Battle: Los Angeles: one star
Rated: PG-13 for violence and coarse language
There’s not much I can say about Battle: Los Angeles that probably hasn’t been said by others in my field. It’s loud, chaotic, and an absolute mess. It’s a slap in the face to science-fiction, both the science and fiction, as well as the hyphen in between.
The film starts off with a meteor shower that hits all the major US cities, although one manages to end up in Ireland; it must have been bumped off course. The meteors are alien troops sent to our planet for unknown reasons. One person theorizes they’re here to harvest Earth’s natural resources, mainly water. The marines are then sent in to fight the extra-terrestrial troops. When their commanding officers tell them they will be fighting beings not of this world, no one seems to bat an eyelash, as though battling an army of alien life forms is a common occurrence for the Corp. This is when we meet Sgt. Michael Nantz (Aaron Eckhart), a twenty year veteran who sums up pretty much every war hero we’ve ever seen in cinema. I don’t even remember much of the other characters, other than they were a typical rainbow of ethnicities: Latino, Hispanic and African American. Their dialogue consists of mainly army terms: Get down!; Incoming!; Reloading!
Aaron Eckhart is a fine action hero. He actually makes the movie bearable. He struggles through the whole film with some skeleton in his closet that everyone knows about, but writer Christopher Bertolini is cagey to reveal. In fact, Bertolini doesn’t reveal much of anything in this film.
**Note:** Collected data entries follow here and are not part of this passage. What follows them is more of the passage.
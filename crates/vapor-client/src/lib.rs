//! Client shell for the connection-manager protocol
//!
//! Ties the lower crates together: discovers servers through
//! `vapor-directory`, runs the session from `vapor-protocol`, drives
//! logins with `vapor-auth` and fills the `vapor-cache` resolution
//! caches from a single dispatch task. The host talks to
//! [`VaporClient`] and gets failures classified into the
//! [`BackendFault`] taxonomy.

pub mod config;
pub mod controller;
pub mod dispatch;
pub mod error;
pub mod fault;
pub mod observer;
pub mod shell;

pub use config::ClientConfig;
pub use controller::{ActiveSession, ExitStatus, RetryAction, SessionController, classify_exit};
pub use dispatch::{CacheSet, Dispatcher, Outbound, SessionState};
pub use error::{Error, Result};
pub use fault::BackendFault;
pub use observer::{CacheObserver, NullObserver};
pub use shell::{CacheKind, CredentialSubmission, Entitlements, VaporClient};

pub use vapor_auth::{
    AuthConfig, AuthOutcome, ConfirmationMethod, CredentialStore, Identity, JsonFileStore,
    MemoryStore,
};
pub use vapor_cache::{Achievement, App, AppKind, Friend, GameStats, Playtime};
pub use vapor_directory::{DirectoryConfig, DirectoryLookup, WebDirectoryLookup};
The only characters who have more than one line of dialogue per scene are the news anchors who continually (and annoyingly) bring us updates of how the rest of the US is coping with this invasion.
I had high hopes for Battle: LA, as did a lot of other people I’ve spoken to. I love alien invasion movies. District 9 remains one of my all time favorites, mainly because the invasion doesn’t take place in the States, as most films are apt to do, but rather in South Africa. And why do they always have to come with hostile intentions? Would a race infinitely more advanced than ours really fly all the way across the universe just to destroy our planet? When you go to Disneyland with the family, do you go there packing heavy artillery with the intent of blowing the place up? Just food for thought.